PROBLEM REQUIREMENTS:
Using the records below, filter for lines that contain the string "iang" and copy them out.

(Dataset entries)

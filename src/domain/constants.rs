//! Physical constants (cgs) needed by the grid normalization and the
//! scattering model.

/// Thomson cross section (cm^2).
pub const SIGMA_T: f64 = 6.65245854533e-25;

/// Solar radius (cm).
pub const R_SUN: f64 = 6.961e10;

/// Solar luminosity (erg/s).
pub const L_SUN: f64 = 3.846e33;

/// Parsec (cm).
pub const PARSEC: f64 = 3.08567758e18;

/// Offset between Julian Date and Modified Julian Date.
pub const MJD_0: f64 = 2400000.5;

/// Substitute for exact-zero Stokes Q before angle computations.
pub const Q_EPSILON: f64 = 1e-34;
//! Top-level application orchestration.
//!
//! `src/main.rs` stays tiny; this module is the "real main" that:
//! - parses CLI arguments and sets up logging
//! - converts arguments into run configs
//! - runs the pipelines in [`pipeline`]
//! - prints reports and writes optional exports

use std::fs::File;
use std::io::BufReader;
use std::path::Path;

use clap::Parser;
use tracing::info;
use tracing_subscriber::EnvFilter;

use crate::cli::{Command, FitArgs, InspectArgs, InterpArgs, ModelArgs, PackArgs, SetupArgs};
use crate::domain::{FitConfig, GridKind, InterpConfig, ModelConfig, PackConfig, TargetSetup};
use crate::error::AppError;
use crate::fit::SamplerOptions;
use crate::grid::{InterpOptions, MissingCorner};
use crate::math::InterpSpace;

pub mod pipeline;

/// Entry point for the `bss` binary.
pub fn run() -> Result<(), AppError> {
    let cli = crate::cli::Cli::parse();
    init_logging(cli.verbose);

    match cli.command {
        Command::Pack(args) => handle_pack(&args),
        Command::Inspect(args) => handle_inspect(&args),
        Command::Interp(args) => handle_interp(&args),
        Command::Model(args) => handle_model(&args),
        Command::Fit(args) => handle_fit(&args),
    }
}

fn init_logging(verbose: u8) {
    let level = match verbose {
        0 => "info",
        1 => "debug",
        _ => "trace",
    };
    let filter = EnvFilter::try_from_default_env().unwrap_or_else(|_| EnvFilter::new(level));
    tracing_subscriber::fmt()
        .with_env_filter(filter)
        .with_target(false)
        .with_writer(std::io::stderr)
        .init();
}

fn handle_pack(args: &PackArgs) -> Result<(), AppError> {
    let config = pack_config_from_args(args);
    let grid = pipeline::run_pack(&config)?;
    info!(output = %config.output.display(), "grid written");

    let (decoded, report) = crate::grid::read_grid(&config.output)?;
    if decoded.n_models() != grid.n_models() {
        return Err(AppError::integrity(format!(
            "Wrote {} records but read back {}.",
            grid.n_models(),
            decoded.n_models()
        )));
    }
    println!(
        "{}",
        crate::report::format_grid_summary(&decoded, &report, &config.output.display().to_string())
    );
    Ok(())
}

fn handle_inspect(args: &InspectArgs) -> Result<(), AppError> {
    let (grid, report) = crate::grid::read_grid(&args.grid)?;
    println!(
        "{}",
        crate::report::format_grid_summary(&grid, &report, &args.grid.display().to_string())
    );
    if let Some(path) = &args.text {
        crate::grid::write_text_mirror(&grid, path)?;
    }
    Ok(())
}

fn handle_interp(args: &InterpArgs) -> Result<(), AppError> {
    let config = interp_config_from_args(args);
    let out = pipeline::run_interp(&config)?;
    let kind = GridKind::from_n_quantities(out.axes.len())
        .ok_or_else(|| AppError::integrity(format!("No grid kind has {} quantities.", out.axes.len())))?;
    println!("{}", crate::report::format_interp(kind, &out, args.rows));
    Ok(())
}

fn handle_model(args: &ModelArgs) -> Result<(), AppError> {
    if let Some(path) = &args.from {
        let curve = crate::io::curve::read_curve_json(path)?;
        println!("{}", crate::report::format_model_summary(&curve));
        return Ok(());
    }

    let config = model_config_from_args(args)?;
    let curve = pipeline::run_model(&config)?;
    println!("{}", crate::report::format_model_summary(&curve));

    if let Some(path) = &config.output {
        crate::io::curve::write_curve_json(path, &curve)?;
    }
    Ok(())
}

fn handle_fit(args: &FitArgs) -> Result<(), AppError> {
    let config = fit_config_from_args(args)?;
    let run = pipeline::run_fit(&config)?;
    println!("{}", crate::report::format_fit_run(&run, args.table));

    if let Some(path) = &config.export_residuals {
        crate::io::export::write_residuals_csv(path, &run.observations, &run.evaluation)?;
    }
    if let Some(path) = &config.export_phased {
        crate::io::export::write_phased_csv(path, &run.observations)?;
    }
    if let Some(path) = &config.export_chain {
        let Some((params, chain)) = &run.sampler else {
            return Err(AppError::usage("--export-chain needs --sample."));
        };
        crate::io::export::write_chain_csv(path, params, chain)?;
    }
    if let Some(path) = &config.export_summary {
        crate::io::export::write_summary_json(path, &run.summary())?;
    }
    if let Some(path) = &config.export_curve {
        crate::io::curve::write_curve_json(path, &run.curve)?;
    }
    Ok(())
}

pub fn pack_config_from_args(args: &PackArgs) -> PackConfig {
    PackConfig {
        sed_dir: args.sed_dir.clone(),
        output: args.output.clone(),
        kind: args.kind,
        ignore_lum: args.ignore_lum,
        lambda_file: args.lambda.clone(),
        text_mirror: args.text.clone(),
    }
}

pub fn interp_config_from_args(args: &InterpArgs) -> InterpConfig {
    InterpConfig {
        grid: args.grid.clone(),
        fixed: args.set.clone(),
        free: args.free.clone(),
        options: InterpOptions {
            space: if args.linear {
                InterpSpace::Linear
            } else {
                InterpSpace::Log
            },
            missing: if args.strict {
                MissingCorner::Strict
            } else {
                MissingCorner::Zeros
            },
        },
        output: args.output.clone(),
    }
}

pub fn model_config_from_args(args: &ModelArgs) -> Result<ModelConfig, AppError> {
    Ok(ModelConfig {
        setup: setup_from_args(&args.setup)?,
        n_phases: args.phases,
        output: args.output.clone(),
    })
}

pub fn fit_config_from_args(args: &FitArgs) -> Result<FitConfig, AppError> {
    if args.export_chain.is_some() && !args.sample {
        return Err(AppError::usage("--export-chain needs --sample."));
    }
    Ok(FitConfig {
        setup: setup_from_args(&args.setup)?,
        log_dir: args.log_dir.clone(),
        ephemeris: args.ephemeris.clone(),
        nbins: args.bins,
        frame: args.frame,
        sampler: args.sample.then_some(SamplerOptions {
            walkers: args.walkers,
            steps: args.steps,
            burn_in: args.burn,
            seed: args.seed,
            proposal_scale: args.proposal_scale,
        }),
        error_scan: args.errors,
        n_phases: args.phases,

        export_residuals: args.export.clone(),
        export_phased: args.export_phased.clone(),
        export_chain: args.export_chain.clone(),
        export_summary: args.export_summary.clone(),
        export_curve: args.export_curve.clone(),
    })
}

/// Defaults, then the JSON setup file, then individual overrides.
pub fn setup_from_args(args: &SetupArgs) -> Result<TargetSetup, AppError> {
    let mut setup = match &args.setup {
        Some(path) => read_setup_json(path)?,
        None => TargetSetup::default(),
    };

    if let Some(t) = &args.target {
        setup.target = t.clone();
    }
    let overrides = [
        (args.rs, &mut setup.rs),
        (args.diamb, &mut setup.diamb),
        (args.distb, &mut setup.distb),
        (args.ne, &mut setup.ne),
        (args.iang, &mut setup.iang),
        (args.dlt0, &mut setup.dlt0),
        (args.ths, &mut setup.ths),
        (args.qis, &mut setup.qis),
        (args.uis, &mut setup.uis),
        (args.alpha, &mut setup.alpha),
        (args.hd, &mut setup.hd),
        (args.ned, &mut setup.ned),
    ];
    for (value, slot) in overrides {
        if let Some(v) = value {
            *slot = v;
        }
    }
    if let Some(n0) = args.n0 {
        setup.n0 = n0;
    }
    if args.no_occult {
        setup.occult = false;
    }

    if setup.n0 == 0 || setup.rs <= 0.0 || setup.diamb <= 0.0 {
        return Err(AppError::usage("rs, diamb and n0 must be positive."));
    }
    Ok(setup)
}

fn read_setup_json(path: &Path) -> Result<TargetSetup, AppError> {
    let file = File::open(path)
        .map_err(|e| AppError::io(format!("Failed to open setup '{}': {e}", path.display())))?;
    serde_json::from_reader(BufReader::new(file))
        .map_err(|e| AppError::data(format!("Invalid setup JSON '{}': {e}", path.display())))
}

#[cfg(test)]
mod tests {
    use super::*;
    use crate::cli::Cli;
    use tempfile::tempdir;

    fn fit_args(argv: &[&str]) -> FitArgs {
        let mut full = vec!["bss", "fit"];
        full.extend_from_slice(argv);
        match Cli::try_parse_from(full).unwrap().command {
            Command::Fit(args) => args,
            other => panic!("unexpected command {other:?}"),
        }
    }

    #[test]
    fn overrides_apply_on_top_of_defaults() {
        let args = fit_args(&["-t", "hd37017", "--iang", "60", "--qis", "-0.2", "--no-occult"]);
        let setup = setup_from_args(&args.setup).unwrap();
        assert_eq!(setup.target, "hd37017");
        assert_eq!(setup.iang, 60.0);
        assert_eq!(setup.qis, -0.2);
        assert!(!setup.occult);
        assert_eq!(setup.rs, TargetSetup::default().rs);
    }

    #[test]
    fn setup_json_is_loaded_then_overridden() {
        let dir = tempdir().unwrap();
        let path = dir.path().join("setup.json");
        let mut base = TargetSetup::default();
        base.target = "from_file".to_string();
        base.ne = 5e11;
        std::fs::write(&path, serde_json::to_string(&base).unwrap()).unwrap();

        let args = fit_args(&["--setup", path.to_str().unwrap(), "--ths", "120"]);
        let setup = setup_from_args(&args.setup).unwrap();
        assert_eq!(setup.target, "from_file");
        assert_eq!(setup.ne, 5e11);
        assert_eq!(setup.ths, 120.0);
    }

    #[test]
    fn invalid_setup_json_is_data_error() {
        let dir = tempdir().unwrap();
        let path = dir.path().join("bad.json");
        std::fs::write(&path, "{ not json").unwrap();
        let args = fit_args(&["--setup", path.to_str().unwrap()]);
        let err = setup_from_args(&args.setup).unwrap_err();
        assert_eq!(err.exit_code(), 3);
    }

    #[test]
    fn fit_config_wires_sampler_and_scan() {
        let args = fit_args(&["--sample", "--walkers", "8", "--errors", "10", "--bins", "20"]);
        let config = fit_config_from_args(&args).unwrap();
        let sampler = config.sampler.unwrap();
        assert_eq!(sampler.walkers, 8);
        assert_eq!(sampler.burn_in, 100);
        assert_eq!(config.error_scan, Some(10));
        assert_eq!(config.nbins, Some(20));

        let args = fit_args(&[]);
        let config = fit_config_from_args(&args).unwrap();
        assert!(config.sampler.is_none());
        assert!(config.error_scan.is_none());
    }

    #[test]
    fn chain_export_without_sampler_is_usage_error() {
        let args = fit_args(&["--export-chain", "chain.csv"]);
        let err = fit_config_from_args(&args).unwrap_err();
        assert_eq!(err.exit_code(), 2);
    }

    #[test]
    fn interp_flags_select_options() {
        let cli = Cli::try_parse_from(["bss", "interp", "g.bin", "--linear", "--strict"]).unwrap();
        let Command::Interp(args) = cli.command else {
            panic!("expected interp");
        };
        let config = interp_config_from_args(&args);
        assert_eq!(config.options.space, InterpSpace::Linear);
        assert_eq!(config.options.missing, MissingCorner::Strict);
    }
}
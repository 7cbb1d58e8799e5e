//! Read/write model curve JSON files.
//!
//! A curve file is the portable form of one model run:
//! - the target setup it was computed from
//! - the intrinsic Stokes curve on a uniform phase grid (percent)
//! - the same curve mapped to the observed frame
//!
//! The schema is defined by `domain::ModelCurveFile`.

use std::fs::File;
use std::io::{BufReader, BufWriter};
use std::path::Path;

use crate::domain::ModelCurveFile;
use crate::error::AppError;

pub fn write_curve_json(path: &Path, curve: &ModelCurveFile) -> Result<(), AppError> {
    let file = File::create(path)
        .map_err(|e| AppError::io(format!("Failed to create curve JSON '{}': {e}", path.display())))?;
    serde_json::to_writer_pretty(BufWriter::new(file), curve)
        .map_err(|e| AppError::io(format!("Failed to write curve JSON: {e}")))?;
    Ok(())
}

pub fn read_curve_json(path: &Path) -> Result<ModelCurveFile, AppError> {
    let file = File::open(path)
        .map_err(|e| AppError::io(format!("Failed to open curve JSON '{}': {e}", path.display())))?;
    let curve = serde_json::from_reader(BufReader::new(file))
        .map_err(|e| AppError::data(format!("Invalid curve JSON: {e}")))?;
    Ok(curve)
}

TASK RESPONSE:
        (args.iang, &mut setup.iang),
        let args = fit_args(&["-t", "hd37017", "--iang", "60", "--qis", "-0.2", "--no-occult"]);
        assert_eq!(setup.iang, 60.0);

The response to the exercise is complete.